There was a trend, albeit not significant, toward a decrease in Treg-cell function after OK-432 administration (Fig. 4C). In contrast, we did not observe any differences in frequency and function of Treg cells in PBMCs before

and after OK-432 administration (data not shown). These data propose that in vivo injection of OK-432 decreases the local Treg-cell accumulation and function. To further explore the effect of OK-432 on the inhibition of in vivo Treg-cell activity, we also examined the potential of OK-432 as an adjuvant in a cancer vaccine. We have reported that high-avidity NY-ESO-1–specific CD4+ T-cell Selleckchem Atezolizumab precursors are present in naive CD45RA+ populations and that their activation is rigorously suppressed by CD4+CD25+ Treg cells [20, 21]. We also found that synthetic peptide vaccination with incomplete Freund’s adjuvant induces only peptide-specific CD4+ T cells with low-avidity TCRs (recognition of >1 μM peptide but not naturally processed NY-ESO-1 protein), but not high-avidity CD4+ T cells (recognition of naturally processed NY-ESO-1 protein or <0.1 μM peptide) that are susceptible to Treg-cell suppression [21]. Together, BI 6727 mouse these data highlight the importance of blocking Treg-cell activity to allow activation/expansion of high-avidity NY-ESO-1–specific CD4+ T-cell precursors. For this reason, we investigated whether

high-avidity NY-ESO-1–specific CD4+ T-cell precursors were activated by NY-ESO-1 protein vaccination with OK-432 as an adjuvant and were present in memory CD45RO+ populations. Samples from two patients who received vaccination with cholesteryl hydrophobized pullulan (CHP)-HER2 and NY-ESO-1 with OK-432 (Supporting Information Fig. 1) were available for this analysis. Whole CD4+ T cells or CD4+CD25−CD45RO+ (effector/memory) T cells before and after vaccination Buspirone HCl were presensitized with NY-ESO-1–overlapping peptides covering the entire sequence of NY-ESO-1 and specific CD4+ T-cell induction was analyzed with ELISPOT assays. As the sample size was not sufficient to analyze specific CD4+ T-cell induction within CD4+CD25−CD45RA+

(naive) T cells, we analyzed whether NY-ESO-1–specific high-avidity CD4+ T cells were induced from the CD4+CD25−CD45RO+ (effector/memory) T-cell population after vaccination in Pt #1 (HLA-DR 4, 12 and HLA -DQ 4, 8) and #2 (HLA-DR 9, 15 and HLA-DQ 6, 9). Pt #1 exhibited spontaneously induced CD4+ T-cell responses against NY-ESO-191–110 before vaccination and the responses were maintained after extensive vaccination (Fig. 5A). These spontaneously induced NY-ESO-191–110–specific CD4+ T cells were detected in the CD4+CD25−CD45RO+ (effector/memory) T-cell population before and after vaccination. Following vaccination with NY-ESO-1 protein in the presence of OK-432, CD4+ T-cell immune responses against NY-ESO-1111–130 were newly elicited (Fig. 5A).

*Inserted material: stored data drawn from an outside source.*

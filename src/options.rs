use std::collections::HashMap;
use std::fmt;
use std::sync::Arc;

use crate::error::MalformedRecord;
use crate::events::ChangeEventSink;
use crate::ordering::OrderingSpec;
use crate::record::{Broadcast, TrackedRecord};
use crate::schedule::WakeCallback;
use crate::types::{AssocValue, FieldKey};
use crate::ChangeObserver;
use crate::Subscription;

type IdOf<R> = <R as TrackedRecord>::Id;

/// One-shot completion for a bulk fetch.
pub type FetchCompletion<R> = Box<dyn FnOnce(Vec<Arc<R>>) + Send>;

/// The external bulk-fetch collaborator, invoked on `perform_fetch`.
///
/// The completion may run on any thread; the controller marshals the result
/// back to the affinity thread. By contract the completion must eventually be
/// invoked — a source that never completes leaves the controller without a
/// fetched set, which is a caller bug, not a recoverable state.
pub type FetchSource<R> = Arc<dyn Fn(FetchCompletion<R>) + Send + Sync>;

/// Completion for a batched associated-value fetch. Identities missing from
/// the mapping resolve to `None` (a valid, terminal, non-retrying state).
pub type AssociationCompletion<R> =
    Box<dyn FnOnce(HashMap<IdOf<R>, AssocValue>) + Send>;

/// The external associated-value collaborator. Receives the whole restricted
/// window in a single call; issuing one request per record is exactly what
/// the windowing exists to avoid.
pub type AssociationSource<R> =
    Arc<dyn Fn(FieldKey, Vec<IdOf<R>>, AssociationCompletion<R>) + Send + Sync>;

/// Wires an invalidation observer to the external source of a resolved
/// associated value. Firing the observer invalidates exactly that cache
/// entry and re-emits an update for the owning record.
pub type AssociationInvalidationHook<R> =
    Arc<dyn Fn(&Arc<R>, FieldKey, ChangeObserver) -> Subscription + Send + Sync>;

/// Predicate applied to creation-broadcast candidates before insertion.
pub type InclusionCheck<R> = Arc<dyn Fn(&R) -> bool + Send + Sync>;

/// Payload of a creation broadcast: a constructed record, or the reason the
/// raw payload failed to become one (logged and dropped).
pub type CreationEvent<R> = Result<Arc<R>, MalformedRecord>;

/// Configuration for [`crate::CollectionController`].
///
/// Cheap to clone: collaborators are stored as `Arc`s, so embedders can
/// tweak a few knobs and hand the options over without reallocating
/// closures.
pub struct ControllerOptions<R: TrackedRecord> {
    pub ordering: OrderingSpec<R>,

    /// When `true` (the default), change requests arriving before the next
    /// processing tick are collapsed into one batched reconciliation per
    /// kind. When `false`, direct calls reconcile synchronously and queued
    /// tasks are applied one at a time.
    pub coalesce: bool,

    /// Window size for associated-value faulting, centered on the accessed
    /// record's flat index. `0` means the whole fetched set.
    pub associated_window_size: usize,

    /// Batches larger than this are sorted on a worker thread and applied
    /// on the next tick.
    pub large_batch_threshold: usize,

    pub fetch_source: Option<FetchSource<R>>,
    pub association_source: Option<AssociationSource<R>>,
    pub association_invalidation: Option<AssociationInvalidationHook<R>>,
    pub inclusion_check: Option<InclusionCheck<R>>,

    pub creation_broadcast: Option<Arc<dyn Broadcast<CreationEvent<R>>>>,
    pub reset_broadcast: Option<Arc<dyn Broadcast<()>>>,
    pub memory_pressure: Option<Arc<dyn Broadcast<()>>>,

    /// Receives the structural change events.
    pub sink: Option<Arc<dyn ChangeEventSink<R>>>,

    /// Fired (once per tick) when deferred work is queued; the host should
    /// schedule a `flush()` on the affinity thread.
    pub on_work: Option<WakeCallback>,
}

impl<R: TrackedRecord> ControllerOptions<R> {
    pub fn new(ordering: OrderingSpec<R>) -> Self {
        Self {
            ordering,
            coalesce: true,
            associated_window_size: 0,
            large_batch_threshold: 100,
            fetch_source: None,
            association_source: None,
            association_invalidation: None,
            inclusion_check: None,
            creation_broadcast: None,
            reset_broadcast: None,
            memory_pressure: None,
            sink: None,
            on_work: None,
        }
    }

    pub fn with_coalesce(mut self, coalesce: bool) -> Self {
        self.coalesce = coalesce;
        self
    }

    pub fn with_associated_window_size(mut self, size: usize) -> Self {
        self.associated_window_size = size;
        self
    }

    pub fn with_large_batch_threshold(mut self, threshold: usize) -> Self {
        self.large_batch_threshold = threshold;
        self
    }

    pub fn with_fetch_source(
        mut self,
        source: impl Fn(FetchCompletion<R>) + Send + Sync + 'static,
    ) -> Self {
        self.fetch_source = Some(Arc::new(source));
        self
    }

    pub fn with_association_source(
        mut self,
        source: impl Fn(FieldKey, Vec<IdOf<R>>, AssociationCompletion<R>) + Send + Sync + 'static,
    ) -> Self {
        self.association_source = Some(Arc::new(source));
        self
    }

    pub fn with_association_invalidation(
        mut self,
        hook: impl Fn(&Arc<R>, FieldKey, ChangeObserver) -> Subscription + Send + Sync + 'static,
    ) -> Self {
        self.association_invalidation = Some(Arc::new(hook));
        self
    }

    pub fn with_inclusion_check(
        mut self,
        check: impl Fn(&R) -> bool + Send + Sync + 'static,
    ) -> Self {
        self.inclusion_check = Some(Arc::new(check));
        self
    }

    pub fn with_creation_broadcast(
        mut self,
        broadcast: Arc<dyn Broadcast<CreationEvent<R>>>,
    ) -> Self {
        self.creation_broadcast = Some(broadcast);
        self
    }

    pub fn with_reset_broadcast(mut self, broadcast: Arc<dyn Broadcast<()>>) -> Self {
        self.reset_broadcast = Some(broadcast);
        self
    }

    pub fn with_memory_pressure(mut self, broadcast: Arc<dyn Broadcast<()>>) -> Self {
        self.memory_pressure = Some(broadcast);
        self
    }

    pub fn with_sink(mut self, sink: Arc<dyn ChangeEventSink<R>>) -> Self {
        self.sink = Some(sink);
        self
    }

    pub fn with_on_work(mut self, on_work: impl Fn() + Send + Sync + 'static) -> Self {
        self.on_work = Some(Arc::new(on_work));
        self
    }
}

impl<R: TrackedRecord> Clone for ControllerOptions<R> {
    fn clone(&self) -> Self {
        Self {
            ordering: self.ordering.clone(),
            coalesce: self.coalesce,
            associated_window_size: self.associated_window_size,
            large_batch_threshold: self.large_batch_threshold,
            fetch_source: self.fetch_source.clone(),
            association_source: self.association_source.clone(),
            association_invalidation: self.association_invalidation.clone(),
            inclusion_check: self.inclusion_check.clone(),
            creation_broadcast: self.creation_broadcast.clone(),
            reset_broadcast: self.reset_broadcast.clone(),
            memory_pressure: self.memory_pressure.clone(),
            sink: self.sink.clone(),
            on_work: self.on_work.clone(),
        }
    }
}

impl<R: TrackedRecord> fmt::Debug for ControllerOptions<R> {
    fn fmt(&self, f: &mut fmt::Formatter<'_>) -> fmt::Result {
        f.debug_struct("ControllerOptions")
            .field("ordering", &self.ordering)
            .field("coalesce", &self.coalesce)
            .field("associated_window_size", &self.associated_window_size)
            .field("large_batch_threshold", &self.large_batch_threshold)
            .finish_non_exhaustive()
    }
}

While an animal model mimicking the entire complexity of AD is currently lacking, certain aspects of typical pathophysiological alterations can be modelled by using transgenic mice expressing mutant forms

of AD-related proteins Depsipeptide cell line (see, e.g. [12-15]). Aged triple-transgenic (3xTg) mice which harbour mutated amyloid precursor protein (APP) and tau as well as knocked-in human presenilin-1, display both β-amyloidosis and tau hyperphosphorylation [16-19], although their causal relationship remains controversial. However, details regarding the third hallmark of AD – that is, the degeneration of cholinergic projection neurones known to contribute significantly to cognitive decline in AD patients [20] – have often been neglected in animal models of AD. On a descriptive level, two studies have recently addressed cholinergic alterations in 3xTg mice [21, 22], which resulted in only marginal changes and conflicting data concerning their age-related starting time point. In detail, Girão da Cruz et al. [21, 23] reported a reduction in the number of cholinergic neurones in the medial septum/vertical limb of the diagonal band (MS/DB) complex,

comparing 4- and 12-month old 3xTg Selleckchem LEE011 and control mice. In contrast, Perez et al. [22] described a 23% reduction in the number of cholinergic neurones in the MS/DB of 3xTg mice compared to controls, but this effect failed to reach statistical significance until an age of 18–20 months. Beyond this descriptive perspective, a method to experimentally induce cholinergic degeneration in a widely accepted animal model of AD might be useful to more reliably capture the complexity of AD, and therefore, to further

explore interrelations between the cholinergic system and Aβ accumulation as well as tau hyperphosphorylation. To address this, we introduce an extended model in which mice with genetically induced age-dependent β-amyloidosis and tauopathy undergo selective loss of CPN in the basal forebrain. For this purpose, an immunolesioning technique was applied for CPN degeneration, Akt inhibitor based on a selective immunotoxin containing the ribosome-inactivating saporin from soapwort Saponaria officinalis. This method of ‘molecular surgery’ [24] was originally described by Wiley and co-workers [25, 26] and briefly acts in the following way: After intracerebroventricular (icv) application, saporin-conjugated antibodies directed against extracellular epitopes of the low-affinity neurotrophin receptor p75 (in the forebrain exclusively on CPN) are first bound by the receptor located on cortical terminals, subsequently internalized as anti-p75-saporin/p75 complexes and then retrogradely transported to the perikarya where saporin inactivates ribosomes causing selective death of CPN.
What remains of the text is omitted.